Week One is in the books. There were surprises and there was some of the same old-same old. Regardless of all the numbers, articles, talk, projections, and rankings, we aren’t perfect. (I know, I know, that’s a shock to some). Every game affects a player’s value in some fashion and I’m here to give you my take on those fluctuating values and how you can take advantage of general perception of particular players.

Perception is reality

Much of fantasy football is perception. Outside of the numbers and stats, there are the emotions. The “what have you done for me lately” mentality pervades this “sport” in a large way. A big name first rounder doesn’t have a monster game and the word “bust” starts coming up on Twitter. Someone we’ve never heard of comes out of nowhere, has a big game, and everyone picks him up… only for him to quickly fade back into the oblivion from which he came. You know who I’m talking about. This happens. It’s football and we’re supposed to be able to tell the future and say whether these are indicators of future behavior or a mere blip on the radar. It is this perception that you look for when seeking out trades. You need to know your leaguemates’ favorite teams. It is a large part of a perceived value. Again, a big name has a down week? Throw an offer out there to get them from a possibly frustrated owner. It’s all a part of perception.

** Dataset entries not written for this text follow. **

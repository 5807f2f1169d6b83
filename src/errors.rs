use crate::StatusCode;
use std::{borrow::Cow, io};
use thiserror::Error;

/// Violations found while framing an HTTP request.
///
/// All of them end the connection with a `400` carrying the message below.
#[derive(Debug, Error, PartialEq, Eq, Clone, Copy)]
pub(crate) enum ErrorKind {
    #[error("BAD REQUEST: Header too large")]
    HeaderTooLarge,
    #[error("BAD REQUEST: Content too large")]
    ContentTooLarge,
    #[error("BAD REQUEST: Invalid request line")]
    InvalidRequestLine,
    #[error("BAD REQUEST: Invalid method")]
    InvalidMethod,
    #[error("BAD REQUEST: Invalid encoding")]
    InvalidEncoding,
}

impl From<ErrorKind> for HttpError {
    #[inline]
    fn from(kind: ErrorKind) -> Self {
        HttpError::new(StatusCode::BadRequest, kind.to_string())
    }
}

/// An error that is answered with an HTTP status and a plain-text message.
///
/// Returned by [`RequestHandler`](crate::RequestHandler)s. The server turns it
/// into a `text/plain` response with the message as body and closes the
/// connection afterwards.
///
/// # Examples
/// ```
/// use duplex_web::{HttpError, StatusCode};
///
/// let err = HttpError::not_found("No such user");
/// assert_eq!(err.status(), StatusCode::NotFound);
/// assert_eq!(err.message(), "No such user");
///
/// let io = std::io::Error::new(std::io::ErrorKind::Other, "disk on fire");
/// let err = HttpError::from(io);
/// assert_eq!(err.status(), StatusCode::InternalServerError);
/// assert_eq!(err.message(), "INTERNAL ERROR: disk on fire");
/// ```
#[derive(Debug, Clone, PartialEq, Eq, Error)]
#[error("{} {message}", .status.as_u16())]
pub struct HttpError {
    status: StatusCode,
    message: Cow<'static, str>,
}

impl HttpError {
    /// Creates an error with an arbitrary status.
    #[inline]
    pub fn new(status: StatusCode, message: impl Into<Cow<'static, str>>) -> Self {
        Self {
            status,
            message: message.into(),
        }
    }

    /// `400 Bad Request`
    #[inline]
    pub fn bad_request(message: impl Into<Cow<'static, str>>) -> Self {
        Self::new(StatusCode::BadRequest, message)
    }

    /// `403 Forbidden`
    #[inline]
    pub fn forbidden(message: impl Into<Cow<'static, str>>) -> Self {
        Self::new(StatusCode::Forbidden, message)
    }

    /// `404 Not Found`
    #[inline]
    pub fn not_found(message: impl Into<Cow<'static, str>>) -> Self {
        Self::new(StatusCode::NotFound, message)
    }

    /// `500 Internal Server Error`
    #[inline]
    pub fn internal(message: impl Into<Cow<'static, str>>) -> Self {
        Self::new(StatusCode::InternalServerError, message)
    }

    #[inline]
    pub fn status(&self) -> StatusCode {
        self.status
    }

    #[inline]
    pub fn message(&self) -> &str {
        &self.message
    }
}

impl From<io::Error> for HttpError {
    #[inline]
    fn from(err: io::Error) -> Self {
        HttpError::internal(format!("INTERNAL ERROR: {err}"))
    }
}

/// WebSocket protocol violations.
///
/// Any of these closes the connection without a reply.
#[derive(Debug, Error, PartialEq, Eq, Clone)]
pub enum WsError {
    #[error("invalid reserved bits")]
    InvalidReservedBits,
    #[error("unknown opcode {0:#x}")]
    UnknownOpcode(u8),
    #[error("fragmented control frame")]
    FragmentedControlFrame,
    #[error("frame payload of {0} bytes exceeds the limit")]
    PayloadTooLarge(u64),
    #[error("message exceeds the limit")]
    MessageTooLarge,
    #[error("continuation frame without a message in progress")]
    UnexpectedContinuation,
    #[error("new message started before the previous one finished")]
    ExpectedContinuation,
    #[error("text message is not valid UTF-8")]
    InvalidUtf8,
    #[error("read past end of frame")]
    ReadPastEnd,
}

#[cfg(test)]
mod tests {
    use super::*;

    #[test]
    fn framing_errors_are_bad_requests() {
        #[rustfmt::skip]
        let cases = [
            (ErrorKind::HeaderTooLarge,     "BAD REQUEST: Header too large"),
            (ErrorKind::ContentTooLarge,    "BAD REQUEST: Content too large"),
            (ErrorKind::InvalidRequestLine, "BAD REQUEST: Invalid request line"),
            (ErrorKind::InvalidMethod,      "BAD REQUEST: Invalid method"),
            (ErrorKind::InvalidEncoding,    "BAD REQUEST: Invalid encoding"),
        ];

        for (kind, message) in cases {
            let err = HttpError::from(kind);
            assert_eq!(err.status(), StatusCode::BadRequest);
            assert_eq!(err.message(), message);
        }
    }

    #[test]
    fn io_is_internal() {
        let err = HttpError::from(io::Error::new(io::ErrorKind::NotFound, "gone"));
        assert_eq!(err.status(), StatusCode::InternalServerError);
        assert_eq!(err.message(), "INTERNAL ERROR: gone");
        assert_eq!(err.to_string(), "500 INTERNAL ERROR: gone");
    }
}
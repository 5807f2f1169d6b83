use crate::{
    errors::WsError,
    limits::WsLimits,
    server::session::{Consumed, Session},
    ws::frame::{encode_frame, encode_message, Frame, FrameParser, Opcode},
};
use tracing::{debug, warn};

/// Application callbacks for one WebSocket connection.
///
/// A handler is created per connection by the
/// [`WebSocketFactory`](crate::WebSocketFactory) registered for the upgraded
/// path. Callbacks run on the connection's task, in the order frames arrive.
///
/// # Examples
/// ```
/// use duplex_web::{Outbound, WebSocketHandler};
///
/// struct Echo;
///
/// impl WebSocketHandler for Echo {
///     fn text(&mut self, socket: &mut Outbound<'_>, text: String) {
///         socket.send_text(&text);
///     }
///
///     fn binary(&mut self, socket: &mut Outbound<'_>, data: Vec<u8>) {
///         socket.send_binary(&data);
///     }
/// }
/// ```
pub trait WebSocketHandler: Send {
    /// The handshake response has been queued.
    fn connected(&mut self, socket: &mut Outbound<'_>) {
        let _ = socket;
    }

    /// A complete text message arrived.
    ///
    /// A text message that is not valid UTF-8 never reaches this method: the
    /// connection is closed instead.
    fn text(&mut self, socket: &mut Outbound<'_>, text: String);

    /// A complete binary message arrived.
    fn binary(&mut self, socket: &mut Outbound<'_>, data: Vec<u8>);

    /// The connection is closing. Called once.
    fn closed(&mut self) {}
}

/// Sends frames to the peer from inside a [`WebSocketHandler`] callback.
pub struct Outbound<'a> {
    session: &'a mut dyn Session,
    max_payload: usize,
    close_requested: bool,
}

impl<'a> Outbound<'a> {
    #[inline]
    fn new(session: &'a mut dyn Session, max_payload: usize) -> Self {
        Self {
            session,
            max_payload,
            close_requested: false,
        }
    }

    /// Sends a text message, fragmented if it exceeds the frame limit.
    #[inline]
    pub fn send_text(&mut self, text: &str) {
        self.send(Opcode::Text, text.as_bytes());
    }

    /// Sends a binary message, fragmented if it exceeds the frame limit.
    #[inline]
    pub fn send_binary(&mut self, data: &[u8]) {
        self.send(Opcode::Binary, data);
    }

    /// Sends a ping. Only the first 125 bytes of `payload` are used.
    pub fn ping(&mut self, payload: &[u8]) {
        let payload = &payload[..payload.len().min(125)];
        let mut out = Vec::with_capacity(2 + payload.len());
        encode_frame(&mut out, true, Opcode::Ping, payload, None);
        self.session.send(out);
    }

    /// Closes the connection once the current callback returns.
    #[inline]
    pub fn close(&mut self) {
        self.close_requested = true;
        self.session.request_close();
    }

    fn send(&mut self, opcode: Opcode, payload: &[u8]) {
        let mut out = Vec::with_capacity(payload.len() + 14);
        encode_message(&mut out, opcode, payload, self.max_payload);
        self.session.send(out);
    }
}

/// The WebSocket personality of a connection.
///
/// Created by the upgrade handshake. Parses frames, reassembles fragmented
/// messages, answers pings and hands complete messages to its handler.
pub struct WebSocket {
    handler: Box<dyn WebSocketHandler>,
    parser: FrameParser,
    message: Option<(Opcode, Vec<u8>)>,
    limits: WsLimits,
    closed: bool,
}

impl WebSocket {
    pub(crate) fn new(handler: Box<dyn WebSocketHandler>, limits: &WsLimits) -> Self {
        Self {
            handler,
            parser: FrameParser::new(limits.max_payload),
            message: None,
            limits: limits.clone(),
            closed: false,
        }
    }

    /// Runs the handler's `connected` callback. `false` if it asked to close.
    pub(crate) fn connected(&mut self, session: &mut dyn Session) -> bool {
        let mut socket = Outbound::new(session, self.limits.max_payload);
        self.handler.connected(&mut socket);
        !socket.close_requested
    }

    pub(crate) fn consume(&mut self, session: &mut dyn Session, mut input: &[u8]) -> Consumed {
        while !input.is_empty() {
            let result = self.parser.parse(input).and_then(|(used, frame)| {
                input = &input[used..];
                match frame {
                    Some(frame) => self.dispatch(session, frame),
                    None => Ok(true),
                }
            });

            match result {
                Ok(true) => {}
                Ok(false) => return Consumed::Closed,
                Err(err) => {
                    warn!(error = %err, "websocket protocol violation");
                    session.request_close();
                    return Consumed::Closed;
                }
            }
        }

        Consumed::All
    }

    /// Notifies the handler and sends an empty close frame, once.
    pub(crate) fn closing(&mut self, session: &mut dyn Session) {
        if self.closed {
            return;
        }
        self.closed = true;

        self.handler.closed();

        let mut out = Vec::with_capacity(2);
        encode_frame(&mut out, true, Opcode::Close, &[], None);
        session.send(out);
    }

    // `Ok(false)` once the connection should close.
    fn dispatch(&mut self, session: &mut dyn Session, frame: Frame) -> Result<bool, WsError> {
        match frame.opcode {
            Opcode::Continuation => {
                let Some((_, buffer)) = self.message.as_mut() else {
                    return Err(WsError::UnexpectedContinuation);
                };
                if buffer.len() + frame.payload.len() > self.limits.max_message {
                    return Err(WsError::MessageTooLarge);
                }
                buffer.extend_from_slice(&frame.payload);

                match (frame.fin, self.message.take()) {
                    (true, Some((opcode, buffer))) => self.deliver(session, opcode, buffer),
                    (_, message) => {
                        self.message = message;
                        Ok(true)
                    }
                }
            }
            Opcode::Text | Opcode::Binary => {
                if self.message.is_some() {
                    return Err(WsError::ExpectedContinuation);
                }

                match frame.fin {
                    true => self.deliver(session, frame.opcode, frame.payload),
                    false => {
                        self.message = Some((frame.opcode, frame.payload));
                        Ok(true)
                    }
                }
            }
            Opcode::Ping => {
                let mut out = Vec::with_capacity(frame.payload.len() + 10);
                encode_frame(&mut out, true, Opcode::Pong, &frame.payload, None);
                session.send(out);
                Ok(true)
            }
            Opcode::Pong => Ok(true),
            Opcode::Close => {
                debug!("websocket close frame received");
                session.request_close();
                Ok(false)
            }
        }
    }

    fn deliver(
        &mut self,
        session: &mut dyn Session,
        opcode: Opcode,
        data: Vec<u8>,
    ) -> Result<bool, WsError> {
        let mut socket = Outbound::new(session, self.limits.max_payload);

        match opcode {
            Opcode::Text => {
                simdutf8::basic::from_utf8(&data).map_err(|_| WsError::InvalidUtf8)?;
                // SAFETY: validated just above.
                let text = unsafe { String::from_utf8_unchecked(data) };
                self.handler.text(&mut socket, text);
            }
            _ => self.handler.binary(&mut socket, data),
        }

        Ok(!socket.close_requested)
    }
}

#[cfg(test)]
mod tests {
    use super::*;
    use crate::tools::*;
    use std::sync::{Arc, Mutex};

    #[derive(Debug, Clone, PartialEq)]
    enum Event {
        Connected,
        Text(String),
        Binary(Vec<u8>),
        Closed,
    }

    #[derive(Default, Clone)]
    struct Recorder {
        events: Arc<Mutex<Vec<Event>>>,
        echo: bool,
        close_on: Option<&'static str>,
    }

    impl Recorder {
        fn events(&self) -> Vec<Event> {
            self.events.lock().unwrap().clone()
        }
    }

    impl WebSocketHandler for Recorder {
        fn connected(&mut self, _: &mut Outbound<'_>) {
            self.events.lock().unwrap().push(Event::Connected);
        }

        fn text(&mut self, socket: &mut Outbound<'_>, text: String) {
            if self.echo {
                socket.send_text(&text);
            }
            if self.close_on == Some(text.as_str()) {
                socket.close();
            }
            self.events.lock().unwrap().push(Event::Text(text));
        }

        fn binary(&mut self, socket: &mut Outbound<'_>, data: Vec<u8>) {
            if self.echo {
                socket.send_binary(&data);
            }
            self.events.lock().unwrap().push(Event::Binary(data));
        }

        fn closed(&mut self) {
            self.events.lock().unwrap().push(Event::Closed);
        }
    }

    fn socket(recorder: &Recorder, limits: &WsLimits) -> WebSocket {
        WebSocket::new(Box::new(recorder.clone()), limits)
    }

    #[test]
    fn ping_gets_pong() {
        let recorder = Recorder::default();
        let mut ws = socket(&recorder, &WsLimits::default());
        let mut session = RecordingSession::default();

        let consumed = ws.consume(&mut session, &client_frame(true, Opcode::Ping, b"abc"));

        assert!(matches!(consumed, Consumed::All));
        assert_eq!(session.sent, [0x8A, 0x03, b'a', b'b', b'c']);
        assert!(recorder.events().is_empty());
        assert!(!session.close_requested);
    }

    #[test]
    fn pong_is_ignored() {
        let recorder = Recorder::default();
        let mut ws = socket(&recorder, &WsLimits::default());
        let mut session = RecordingSession::default();

        ws.consume(&mut session, &client_frame(true, Opcode::Pong, b"late"));
        assert!(session.sent.is_empty());
        assert!(recorder.events().is_empty());
    }

    #[test]
    fn three_fragments() {
        let recorder = Recorder::default();
        let mut ws = socket(&recorder, &WsLimits::default());
        let mut session = RecordingSession::default();

        let frames = [
            client_frame(false, Opcode::Text, b"Hel"),
            client_frame(false, Opcode::Continuation, b"lo, "),
            client_frame(true, Opcode::Continuation, b"World"),
        ];

        for (i, frame) in frames.iter().enumerate() {
            assert!(matches!(ws.consume(&mut session, frame), Consumed::All));

            match i {
                2 => assert_eq!(recorder.events(), [Event::Text("Hello, World".into())]),
                _ => assert!(recorder.events().is_empty()),
            }
        }
        assert!(ws.message.is_none());
    }

    #[test]
    fn control_frames_between_fragments() {
        let recorder = Recorder::default();
        let mut ws = socket(&recorder, &WsLimits::default());
        let mut session = RecordingSession::default();

        let mut input = client_frame(false, Opcode::Binary, &[1, 2]);
        input.extend(client_frame(true, Opcode::Ping, b""));
        input.extend(client_frame(true, Opcode::Continuation, &[3]));

        assert!(matches!(ws.consume(&mut session, &input), Consumed::All));
        assert_eq!(recorder.events(), [Event::Binary(vec![1, 2, 3])]);
        assert_eq!(session.sent, [0x8A, 0x00]);
    }

    #[test]
    fn round_trip() {
        for max_payload in [64, 128 * 1024] {
            let limits = WsLimits {
                max_payload,
                ..WsLimits::default()
            };

            for len in [0, 10, 200, 70000, 300_000] {
                let text: String = (0..len).map(|i| (b'a' + (i % 26) as u8) as char).collect();
                let data: Vec<u8> = (0..len).map(|i| (i % 256) as u8).collect();

                let mut wire = Vec::new();
                encode_message(&mut wire, Opcode::Text, text.as_bytes(), max_payload);
                encode_message(&mut wire, Opcode::Binary, &data, max_payload);

                let recorder = Recorder::default();
                let mut ws = socket(&recorder, &limits);
                let mut session = RecordingSession::default();

                for piece in wire.chunks(8192) {
                    assert!(matches!(ws.consume(&mut session, piece), Consumed::All));
                }
                assert_eq!(recorder.events(), [Event::Text(text), Event::Binary(data)]);
            }
        }
    }

    #[test]
    fn echo_through_outbound() {
        let recorder = Recorder {
            echo: true,
            ..Recorder::default()
        };
        let mut ws = socket(&recorder, &WsLimits::default());
        let mut session = RecordingSession::default();

        ws.consume(&mut session, &client_frame(true, Opcode::Text, b"hi"));
        assert_eq!(session.sent, [0x81, 0x02, b'h', b'i']);
    }

    #[test]
    fn close_frame_stops_processing() {
        let recorder = Recorder::default();
        let mut ws = socket(&recorder, &WsLimits::default());
        let mut session = RecordingSession::default();

        let mut input = client_frame(true, Opcode::Close, &[0x03, 0xE8]);
        input.extend(client_frame(true, Opcode::Text, b"ignored"));

        assert!(matches!(ws.consume(&mut session, &input), Consumed::Closed));
        assert!(session.close_requested);
        assert!(recorder.events().is_empty());
    }

    #[test]
    fn handler_close() {
        let recorder = Recorder {
            close_on: Some("bye"),
            ..Recorder::default()
        };
        let mut ws = socket(&recorder, &WsLimits::default());
        let mut session = RecordingSession::default();

        let mut input = client_frame(true, Opcode::Text, b"bye");
        input.extend(client_frame(true, Opcode::Text, b"after"));

        assert!(matches!(ws.consume(&mut session, &input), Consumed::Closed));
        assert!(session.close_requested);
        assert_eq!(recorder.events(), [Event::Text("bye".into())]);
    }

    #[test]
    fn closing_once() {
        let recorder = Recorder::default();
        let mut ws = socket(&recorder, &WsLimits::default());
        let mut session = RecordingSession::default();

        assert!(ws.connected(&mut session));
        ws.closing(&mut session);
        ws.closing(&mut session);

        assert_eq!(session.sent, [0x88, 0x00]);
        assert_eq!(session.sends, 1);
        assert_eq!(recorder.events(), [Event::Connected, Event::Closed]);
    }

    #[test]
    fn protocol_errors_close() {
        let limits = WsLimits {
            max_payload: 16,
            max_message: 20,
            ..WsLimits::default()
        };

        #[rustfmt::skip]
        let cases: [Vec<Vec<u8>>; 6] = [
            vec![client_frame(true, Opcode::Continuation, b"orphan")],
            vec![client_frame(false, Opcode::Text, b"a"), client_frame(true, Opcode::Text, b"b")],
            vec![client_frame(true, Opcode::Text, &[0xC3, 0x28])],
            vec![client_frame(true, Opcode::Binary, &[0; 17])],
            vec![
                client_frame(false, Opcode::Binary, &[0; 16]),
                client_frame(true, Opcode::Continuation, &[0; 5]),
            ],
            vec![vec![0x83, 0x00]],
        ];

        for frames in cases {
            let recorder = Recorder::default();
            let mut ws = socket(&recorder, &limits);
            let mut session = RecordingSession::default();

            let input: Vec<u8> = frames.concat();
            assert!(matches!(ws.consume(&mut session, &input), Consumed::Closed));
            assert!(session.close_requested);
            assert!(session.sent.is_empty());
            assert!(recorder.events().is_empty());
        }
    }
}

I feel I need to say this a lot.

When seeking trades, don’t just go after the one name that you want. The best chance at trade success is to use your strength to help someone’s weakness. Think of a position for which you have a lot of depth, seek a trade partner who is weak at that position. To illustrate, you may have drafted running back heavy early in your draft, which left you wanting a top wide receiver. Chances are that someone who drafted those top end receivers are in need of running backs. Use your depth to get the best trade possible. A trade needs to help both parties involved. That is why a trade may sound good on the surface, but isn’t in reality. If you offer a couple wide receivers for someone’s LeSean McCoy, but the McCoy owner has almost no other running backs. There’s no amount of receivers you could offer up, the owner simply can’t give up Shady.

I could go on a much longer rant about the things that I’ve seen, regarding trades. Maybe I’ll save it for another article.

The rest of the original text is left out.